Palermo, mafia: sequestrati beni per 250mila euro al boss di Caccamo

Sicilia

Il 72enne è stato condannato in via definitiva nel 2008 a 7 anni di carcere e nuovamente nel 2019, in Appello, a 8 anni e 8 mesi

Sequestrati beni per 250mila euro nelle disponibilità di D. G., 72 anni, esponente di spicco della mafia di Caccamo (Palermo) condannato in via definitiva nel 2008 per associazione mafiosa. Il provvedimento, emesso dalla sezione misure di prevenzione del Tribunale di Palermo su richiesta della procura, è stato eseguito dai militari della guardia di finanza di Palermo. Sotto i sigilli sono finiti una villa e alcuni rapporti bancari.

La condanna

Il 72enne è stato condannato in via definitiva nel 2008 a 7 anni di carcere. Nel 2016 è stato arrestato di nuovo nell'ambito dell'operazione "Black Cat", accusato di aver diretto la famiglia mafiosa di Caccamo e di aver incontrato uomini d'onore anche di altri mandamenti.
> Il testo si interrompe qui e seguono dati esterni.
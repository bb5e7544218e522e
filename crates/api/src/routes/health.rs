use axum::extract::State;
use axum::{routing::get, Json, Router};
use serde::Serialize;

use crate::state::AppState;

/// Health check response payload.
#[derive(Serialize)]
pub struct HealthResponse {
    /// Overall service status.
    pub status: &'static str,
    /// Crate version from Cargo.toml.
    pub version: &'static str,
    /// Whether the database is reachable.
    pub db_healthy: bool,
}

/// GET /health -- returns service and database health.
async fn health_check(State(state): State<AppState>) -> Json<HealthResponse> {
    let db_healthy = gala_db::health_check(&state.pool).await.is_ok();

    let status = if db_healthy { "ok" } else { "degraded" };

    Json(HealthResponse {
        status,
        version: env!("CARGO_PKG_VERSION"),
        db_healthy,
    })
}

/// Mount health check routes (intended for root-level, NOT under `/api/v1`).
pub fn router() -> Router<AppState> {
    Router::new().route("/health", get(health_check))
}
//! Raster format detection by leading magic bytes.
//!
//! Sniffing is independent of the claimed file extension: an entry named
//! `photo.jpg` whose bytes are not a known raster format is rejected by the
//! validator regardless of its name.

use serde::{Deserialize, Serialize};

/// A raster format recognised by its byte signature.
#[derive(Debug, Clone, Copy, PartialEq, Eq, Serialize, Deserialize)]
pub enum ImageKind {
    Jpeg,
    Png,
    WebP,
    Gif,
}

impl ImageKind {
    /// Canonical lowercase extension for the format.
    pub fn extension(self) -> &'static str {
        match self {
            Self::Jpeg => "jpg",
            Self::Png => "png",
            Self::WebP => "webp",
            Self::Gif => "gif",
        }
    }

    /// MIME content type used when storing original bytes.
    pub fn content_type(self) -> &'static str {
        match self {
            Self::Jpeg => "image/jpeg",
            Self::Png => "image/png",
            Self::WebP => "image/webp",
            Self::Gif => "image/gif",
        }
    }
}

impl std::fmt::Display for ImageKind {
    fn fmt(&self, f: &mut std::fmt::Formatter<'_>) -> std::fmt::Result {
        f.write_str(self.extension())
    }
}

/// Identify the raster format of `bytes`, or `None` if no supported
/// signature matches.
pub fn sniff_image(bytes: &[u8]) -> Option<ImageKind> {
    if bytes.starts_with(&[0xFF, 0xD8, 0xFF]) {
        return Some(ImageKind::Jpeg);
    }
    if bytes.starts_with(&[0x89, 0x50, 0x4E, 0x47, 0x0D, 0x0A, 0x1A, 0x0A]) {
        return Some(ImageKind::Png);
    }
    if bytes.len() >= 12 && &bytes[0..4] == b"RIFF" && &bytes[8..12] == b"WEBP" {
        return Some(ImageKind::WebP);
    }
    if bytes.starts_with(b"GIF87a") || bytes.starts_with(b"GIF89a") {
        return Some(ImageKind::Gif);
    }
    None
}

#[cfg(test)]
mod tests {
    use super::*;

    #[test]
    fn test_sniff_jpeg() {
        assert_eq!(
            sniff_image(&[0xFF, 0xD8, 0xFF, 0xE0, 0x00, 0x10]),
            Some(ImageKind::Jpeg)
        );
    }

    #[test]
    fn test_sniff_png() {
        assert_eq!(
            sniff_image(b"\x89PNG\r\n\x1a\n-----"),
            Some(ImageKind::Png)
        );
    }

    #[test]
    fn test_sniff_webp() {
        let mut bytes = b"RIFF".to_vec();
        bytes.extend_from_slice(&[0x10, 0x00, 0x00, 0x00]);
        bytes.extend_from_slice(b"WEBPVP8 ");
        assert_eq!(sniff_image(&bytes), Some(ImageKind::WebP));
    }

    #[test]
    fn test_sniff_gif() {
        assert_eq!(sniff_image(b"GIF89a----"), Some(ImageKind::Gif));
        assert_eq!(sniff_image(b"GIF87a----"), Some(ImageKind::Gif));
    }

    #[test]
    fn test_sniff_rejects_unknown() {
        assert_eq!(sniff_image(b"PK\x03\x04"), None);
        assert_eq!(sniff_image(b"plain text"), None);
        assert_eq!(sniff_image(b""), None);
        // RIFF container that is not WebP (e.g. WAV)
        let mut wav = b"RIFF".to_vec();
        wav.extend_from_slice(&[0x10, 0x00, 0x00, 0x00]);
        wav.extend_from_slice(b"WAVEfmt ");
        assert_eq!(sniff_image(&wav), None);
    }

    #[test]
    fn test_sniff_truncated_header() {
        assert_eq!(sniff_image(&[0xFF, 0xD8]), None);
        assert_eq!(sniff_image(b"RIFF1234"), None);
    }

    #[test]
    fn test_content_types() {
        assert_eq!(ImageKind::Jpeg.content_type(), "image/jpeg");
        assert_eq!(ImageKind::Png.content_type(), "image/png");
        assert_eq!(ImageKind::WebP.content_type(), "image/webp");
        assert_eq!(ImageKind::Gif.content_type(), "image/gif");
    }
}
Nel 2017 con sentenza del Tribunale di Palermo (confermata in Appello nel 2019), è stato condannato a 8 anni e 8 mesi di reclusione. A marzo di quest'anno è stato posto agli arresti domiciliari. 

Il sequestro

La procura ha delegato accertamenti economico-patrimoniali agli specialisti del Gico del Nucleo di polizia economico-finanziaria della Guardia di finanza, che hanno evidenziato una significativa sproporzione, pari a oltre 270mila euro, tra i redditi dichiarati e gli investimenti effettuati nel tempo. Il Tribunale di Palermo ha dunque disposto il sequestro di una villa nel residence Mareluna Village, a Campofelice di Roccella, località balneare nella provincia di Palermo.